Sin necesidad de un meteorito que acabara con ella, la era de los grandes dinosaurios parece que se ha quedado atrás. Los grandes frescos, los muralismos colosales, ya nos agobian, y preferimos formatos más cercanos a los de la experiencia cotidiana, voces que nos hablen con naturalidad, incluso que parezca que hablan en voz baja y al oído, en lugar de atronarnos desde un púlpito o desde la megafonía de un estadio. La pasión amorosa, la vehemencia política nos estremecen con más hondura en los versos de Idea Vilariño que en los de Pablo Neruda. Y lo que nos seduce de Julio Ramón Ribeyro es justo aquello mismo que a él, en sus momentos de incertidumbre, le parecía una deficiencia: el tono murmurado de su estilo, la escala íntima de los mundos que imagina y que cuenta; y por encima de todo, la capacidad de resumir un fragmento de vida verdadera en una breve escena observada en la calle, y la franqueza de una voz estrictamente personal, que nunca se imposta en la predicación ni en la épica, que se atreve a examinar sin énfasis ni egocentrismo los propios sentimientos, lo frágil y lo dudoso y lo indigno que hay en la vida de cada uno. El instrumento de esa exploración es el diario, o el cuaderno de apuntes en el que se va dejando constancia cotidiana de las ocurrencias, las incertidumbres, las iluminaciones.

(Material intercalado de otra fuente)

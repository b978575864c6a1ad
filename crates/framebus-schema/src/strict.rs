use serde_json::{Map, Value};

// Keywords whose value is a map of subschemas.
const SCHEMA_MAPS: [&str; 5] = [
    "properties",
    "patternProperties",
    "dependentSchemas",
    "$defs",
    "definitions",
];

// Keywords whose value is a single subschema.
const SCHEMA_SINGLES: [&str; 11] = [
    "propertyNames",
    "additionalProperties",
    "unevaluatedProperties",
    "items",
    "contains",
    "additionalItems",
    "unevaluatedItems",
    "not",
    "if",
    "then",
    "else",
];

// Keywords whose value is a list of subschemas.
const SCHEMA_LISTS: [&str; 4] = ["prefixItems", "allOf", "anyOf", "oneOf"];

// Keywords that only make sense on object schemas.
const OBJECT_KEYWORDS: [&str; 8] = [
    "properties",
    "patternProperties",
    "additionalProperties",
    "unevaluatedProperties",
    "required",
    "dependentRequired",
    "dependentSchemas",
    "propertyNames",
];

/// Close every object schema in `schema` that does not say otherwise.
pub(crate) fn forbid_additional_properties(schema: &mut Value) {
    match schema {
        Value::Object(map) => {
            if describes_object(map) && !map.contains_key("additionalProperties") {
                map.insert("additionalProperties".to_string(), Value::Bool(false));
            }
            for key in SCHEMA_MAPS {
                if let Some(Value::Object(children)) = map.get_mut(key) {
                    children.values_mut().for_each(forbid_additional_properties);
                }
            }
            for key in SCHEMA_SINGLES {
                if let Some(child) = map.get_mut(key) {
                    forbid_additional_properties(child);
                }
            }
            for key in SCHEMA_LISTS {
                if let Some(Value::Array(children)) = map.get_mut(key) {
                    children.iter_mut().for_each(forbid_additional_properties);
                }
            }
        }
        Value::Array(items) => items.iter_mut().for_each(forbid_additional_properties),
        _ => {}
    }
}

fn describes_object(map: &Map<String, Value>) -> bool {
    match map.get("type") {
        Some(Value::String(kind)) => kind == "object",
        Some(Value::Array(kinds)) => kinds.iter().any(|kind| kind.as_str() == Some("object")),
        _ => OBJECT_KEYWORDS.iter().any(|keyword| map.contains_key(*keyword)),
    }
}
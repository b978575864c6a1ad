//! The fixed validator registry and per-attribute composite rules.

use serde_json::Value;
use tracing::warn;

use crate::error::Result;
use crate::rule::{Rule, RuleArg};
use crate::value::{contains, is_truthy, is_unset, loosely_equal, render};

/// Error recorded when a required attribute is still unset.
pub const REQUIRED_MESSAGE: &str = "Attribute is required";

/// Keys that resolve to the `value` validator.
pub const VALUE_ALIASES: &[&str] = &["valid", "choices", "in", "action", "function", "lambda"];

/// A validator in the registry. Declaration order is application order.
#[derive(Debug, Clone, Copy, PartialEq, Eq, PartialOrd, Ord)]
pub enum ValidatorKind {
    Default,
    Required,
    Value,
}

impl ValidatorKind {
    /// Every validator, in application order.
    pub const ALL: [ValidatorKind; 3] = [
        ValidatorKind::Default,
        ValidatorKind::Required,
        ValidatorKind::Value,
    ];

    /// Resolve a rule key, including aliases of `value`.
    pub fn from_key(key: &str) -> Option<Self> {
        match key {
            "default" => Some(ValidatorKind::Default),
            "required" => Some(ValidatorKind::Required),
            "value" => Some(ValidatorKind::Value),
            alias if VALUE_ALIASES.contains(&alias) => Some(ValidatorKind::Value),
            _ => None,
        }
    }

    pub fn key(self) -> &'static str {
        match self {
            ValidatorKind::Default => "default",
            ValidatorKind::Required => "required",
            ValidatorKind::Value => "value",
        }
    }
}

/// All rules for one attribute merged into one; later entries win.
#[derive(Debug, Clone)]
pub struct CompositeRule {
    attribute: String,
    default: Option<RuleArg>,
    required: Option<RuleArg>,
    value: Option<RuleArg>,
}

impl CompositeRule {
    fn new(attribute: String) -> Self {
        Self {
            attribute,
            default: None,
            required: None,
            value: None,
        }
    }

    fn merge(&mut self, rule: &Rule) {
        for (key, arg) in rule.entries() {
            let slot = match ValidatorKind::from_key(key) {
                Some(ValidatorKind::Default) => &mut self.default,
                Some(ValidatorKind::Required) => &mut self.required,
                Some(ValidatorKind::Value) => &mut self.value,
                None => {
                    warn!(attribute = %self.attribute, key = %key, "ignoring unknown validator");
                    continue;
                }
            };
            *slot = Some(arg.clone());
        }
    }

    pub fn attribute(&self) -> &str {
        &self.attribute
    }

    fn arg(&self, kind: ValidatorKind) -> Option<&RuleArg> {
        match kind {
            ValidatorKind::Default => self.default.as_ref(),
            ValidatorKind::Required => self.required.as_ref(),
            ValidatorKind::Value => self.value.as_ref(),
        }
    }

    fn is_required(&self) -> Result<bool> {
        match &self.required {
            Some(arg) => Ok(is_truthy(&arg.resolve(&self.attribute)?)),
            None => Ok(false),
        }
    }

    /// Run every validator against `slot`, in registry order.
    ///
    /// Returns the per-attribute error messages; `Err` only for fatal
    /// callable failures. A callable `required` runs once per call.
    pub fn apply(&self, slot: &mut Value) -> Result<Vec<String>> {
        let required = self.is_required()?;
        let mut errors = Vec::new();
        for kind in ValidatorKind::ALL {
            let Some(arg) = self.arg(kind) else {
                continue;
            };
            match kind {
                ValidatorKind::Default => {
                    if is_unset(slot) {
                        *slot = arg.resolve(&self.attribute)?;
                    }
                }
                ValidatorKind::Required => {
                    if required && is_unset(slot) {
                        errors.push(REQUIRED_MESSAGE.to_string());
                    }
                }
                ValidatorKind::Value => {
                    if is_unset(slot) && !required {
                        continue;
                    }
                    let expected = arg.resolve(&self.attribute)?;
                    if let Some(message) = check_value(slot, &expected) {
                        errors.push(message);
                    }
                }
            }
        }
        Ok(errors)
    }
}

fn check_value(actual: &Value, expected: &Value) -> Option<String> {
    if let Value::Bool(accepted) = expected {
        return (!accepted).then(|| format!("Value {} is not valid", render(actual)));
    }

    let inside = match actual {
        Value::Array(items) if expected.is_array() || expected.is_object() => Some(
            items
                .iter()
                .all(|item| contains(expected, item) == Some(true)),
        ),
        single => contains(expected, single),
    };
    match inside {
        Some(true) => None,
        Some(false) => Some(format!(
            "Value {} is not in {}",
            render(actual),
            render(expected)
        )),
        None if loosely_equal(actual, expected) => None,
        None => Some(format!(
            "Value {} is not equal to {}",
            render(actual),
            render(expected)
        )),
    }
}

/// Group `rules` by attribute in first-appearance order.
pub fn compose(rules: &[Rule]) -> Vec<CompositeRule> {
    let mut composites: Vec<CompositeRule> = Vec::new();
    for rule in rules {
        let attribute = rule.attribute();
        let index = match composites.iter().position(|c| c.attribute == attribute) {
            Some(index) => index,
            None => {
                composites.push(CompositeRule::new(attribute));
                composites.len() - 1
            }
        };
        composites[index].merge(rule);
    }
    composites
}

#[cfg(test)]
mod tests {
    use std::sync::atomic::{AtomicUsize, Ordering};
    use std::sync::Arc;

    use serde_json::json;

    use super::*;
    use crate::rule::Callable;

    fn single(rule: Rule) -> CompositeRule {
        compose(&[rule]).remove(0)
    }

    #[test]
    fn aliases_resolve_to_value() {
        for alias in VALUE_ALIASES {
            assert_eq!(ValidatorKind::from_key(alias), Some(ValidatorKind::Value));
        }
        assert_eq!(ValidatorKind::from_key("minimum"), None);
    }

    #[test]
    fn default_then_required() {
        let rule = single(Rule::new("x").required(true).default_value(42));
        let mut slot = Value::Null;
        assert!(rule.apply(&mut slot).expect("apply").is_empty());
        assert_eq!(slot, json!(42));
    }

    #[test]
    fn missing_required_attribute() {
        let rule = single(Rule::new("x").required(true));
        let mut slot = Value::Null;
        assert_eq!(rule.apply(&mut slot).expect("apply"), vec![REQUIRED_MESSAGE]);
    }

    #[test]
    fn empty_values_are_unset() {
        let rule = single(Rule::new("x").required(true));
        for empty in [json!(""), json!([])] {
            let mut slot = empty;
            assert_eq!(rule.apply(&mut slot).expect("apply"), vec![REQUIRED_MESSAGE]);
        }

        let rule = single(Rule::new("x").default_value("d"));
        let mut slot = json!("");
        rule.apply(&mut slot).expect("apply");
        assert_eq!(slot, json!("d"));

        let rule = single(Rule::new("x").required(true));
        let mut slot = json!(0);
        assert!(rule.apply(&mut slot).expect("apply").is_empty());
    }

    #[test]
    fn callable_required_runs_once() {
        let calls = Arc::new(AtomicUsize::new(0));
        let counter = Arc::clone(&calls);
        let rule = single(
            Rule::new("mode")
                .with(
                    "required",
                    Callable::unary(move |_| {
                        counter.fetch_add(1, Ordering::SeqCst);
                        Ok(json!(true))
                    }),
                )
                .value(json!(["echo"])),
        );
        assert!(rule.apply(&mut json!("echo")).expect("apply").is_empty());
        assert_eq!(calls.load(Ordering::SeqCst), 1);
    }

    #[test]
    fn default_never_overwrites() {
        let rule = single(Rule::new("x").default_value(42));
        let mut slot = json!(7);
        rule.apply(&mut slot).expect("apply");
        assert_eq!(slot, json!(7));
    }

    #[test]
    fn unset_optional_values_pass() {
        let rule = single(Rule::new("mode").value(json!(["echo", "reject"])));
        let mut slot = Value::Null;
        assert!(rule.apply(&mut slot).expect("apply").is_empty());
    }

    #[test]
    fn equality_and_membership() {
        let rule = single(Rule::new("n").value(10));
        assert_eq!(
            rule.apply(&mut json!(42)).expect("apply"),
            vec!["Value 42 is not equal to 10"]
        );
        assert!(rule.apply(&mut json!(10.0)).expect("apply").is_empty());

        let rule = single(Rule::new("mode").with("choices", json!(["echo", "reject"])));
        assert!(rule.apply(&mut json!("echo")).expect("apply").is_empty());
        assert_eq!(
            rule.apply(&mut json!("drop")).expect("apply"),
            vec![r#"Value drop is not in ["echo","reject"]"#]
        );
        assert!(rule.apply(&mut json!(["echo", "reject"])).expect("apply").is_empty());
        assert_eq!(rule.apply(&mut json!(["echo", "drop"])).expect("apply").len(), 1);
    }

    #[test]
    fn object_containers_match_keys() {
        let rule = single(Rule::new("mode").with("in", json!({"echo": 1, "reject": 2})));
        assert!(rule.apply(&mut json!("reject")).expect("apply").is_empty());
        assert_eq!(rule.apply(&mut json!("other")).expect("apply").len(), 1);
    }

    #[test]
    fn strings_are_not_containers() {
        let rule = single(Rule::new("mode").value("echo"));
        assert_eq!(
            rule.apply(&mut json!("ech")).expect("apply"),
            vec!["Value ech is not equal to echo"]
        );
    }

    #[test]
    fn boolean_values_gate_acceptance() {
        let rule = single(Rule::new("flag").with("valid", false));
        assert_eq!(rule.apply(&mut json!(1)).expect("apply"), vec!["Value 1 is not valid"]);
        let rule = single(Rule::new("flag").with("valid", true));
        assert!(rule.apply(&mut json!(1)).expect("apply").is_empty());
    }

    #[test]
    fn callable_result_is_checked() {
        let rule = single(
            Rule::new("mode").with("lambda", Callable::unary(|_| Ok(json!(["echo"])))),
        );
        assert!(rule.apply(&mut json!("echo")).expect("apply").is_empty());
        assert_eq!(rule.apply(&mut json!("reject")).expect("apply").len(), 1);
    }

    #[test]
    fn last_alias_wins() {
        let rule = single(Rule::new("n").with("valid", 1).with("choices", json!([2, 3])));
        assert!(rule.apply(&mut json!(2)).expect("apply").is_empty());
        assert_eq!(rule.apply(&mut json!(1)).expect("apply").len(), 1);
    }

    #[test]
    fn later_rules_for_the_same_attribute_merge() {
        let composites = compose(&[
            Rule::new("tick-ms").default_value(0),
            Rule::new("mode").value("echo"),
            Rule::new("tick_ms").default_value(50),
        ]);
        assert_eq!(composites.len(), 2);
        assert_eq!(composites[0].attribute(), "tick_ms");
        let mut slot = Value::Null;
        composites[0].apply(&mut slot).expect("apply");
        assert_eq!(slot, json!(50));
    }

    #[test]
    fn unknown_keys_are_ignored() {
        let rule = single(Rule::new("n").with("minimum", 3));
        assert!(rule.apply(&mut json!(1)).expect("apply").is_empty());
    }
}
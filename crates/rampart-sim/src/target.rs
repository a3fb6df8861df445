//! Projectile → enemy links.
//!
//! A projectile holds a `hecs::Entity` handle, never the enemy itself. The
//! handle is generational: once the enemy is despawned, lookups fail instead
//! of resolving to a recycled slot.

use hecs::{Entity, World};

use rampart_core::components::{Enemy, Sequence};
use rampart_core::types::Position;

/// The enemy a projectile is chasing.
#[derive(Debug, Clone, Copy, PartialEq, Eq)]
pub struct ProjectileTarget(pub Entity);

/// Result of resolving a target handle against the live world.
#[derive(Debug, Clone, Copy, PartialEq)]
pub enum TargetLookup {
    /// Target exists with positive health.
    Alive { position: Position, size: f64 },
    /// Target still in the world but at or below zero health.
    Dead { position: Position },
    /// Target was despawned.
    Missing,
}

pub fn lookup(world: &World, entity: Entity) -> TargetLookup {
    let Ok(mut query) = world.query_one::<(&Position, &Enemy)>(entity) else {
        return TargetLookup::Missing;
    };
    match query.get() {
        Some((position, enemy)) if enemy.health > 0.0 => TargetLookup::Alive {
            position: *position,
            size: enemy.size,
        },
        Some((position, _)) => TargetLookup::Dead {
            position: *position,
        },
        None => TargetLookup::Missing,
    }
}

/// Point-in-time view of an enemy used for targeting and collision.
#[derive(Debug, Clone, Copy, PartialEq)]
pub struct EnemySighting {
    pub entity: Entity,
    pub position: Position,
    pub health: f64,
    pub size: f64,
}

/// All enemies in creation order.
pub fn enemies_in_order(world: &World) -> Vec<EnemySighting> {
    let mut sightings: Vec<(Sequence, EnemySighting)> = world
        .query::<(&Sequence, &Position, &Enemy)>()
        .iter()
        .map(|(entity, (seq, position, enemy))| {
            (
                *seq,
                EnemySighting {
                    entity,
                    position: *position,
                    health: enemy.health,
                    size: enemy.size,
                },
            )
        })
        .collect();
    sightings.sort_by_key(|(seq, _)| *seq);
    sightings.into_iter().map(|(_, s)| s).collect()
}

/// Nearest enemy with positive health. Ties keep the earliest-created enemy.
pub fn nearest_alive(from: &Position, enemies: &[EnemySighting]) -> Option<EnemySighting> {
    let mut best: Option<EnemySighting> = None;
    let mut best_distance = f64::INFINITY;
    for enemy in enemies.iter().filter(|e| e.health > 0.0) {
        let distance = from.distance_to(&enemy.position);
        if distance < best_distance {
            best_distance = distance;
            best = Some(*enemy);
        }
    }
    best
}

Como todo el que sabe sobre todo concentrarse en lo breve, Ribeyro tenía el remordimiento de no haberse atrevido a las novelas de grandes extensiones. Pero en su diario, sin proponérselo, sin el esfuerzo de levantar complicados andamios narrativos, fue creando precisamente aquello de lo que menos capaz se sentía, un libro que abarcaba toda una vida y toda una época, su viaje de ida y vuelta entre Perú y Europa, el tránsito de las ciudades, los amores, las amistades, las lecturas, la pobreza, la vocación literaria, la paternidad, la enfermedad. Las primeras anotaciones de La tentación del fracaso están escritas en Lima, en 1950; la última es del 30 de diciembre de 1978. La gran novela que Julio Ramón Ribeyro pensaba que no iba a lograr la estuvo escribiendo día por día durante 30 años. Era esa y no otra la forma literaria que se correspondía con su manera a la vez desapegada y cordial de estar en el mundo: “Floto entre dos aguas, pico de aquí y de allá, acepto con la mayor sangre fría ideas contradictorias, carezco en absoluto de opiniones”.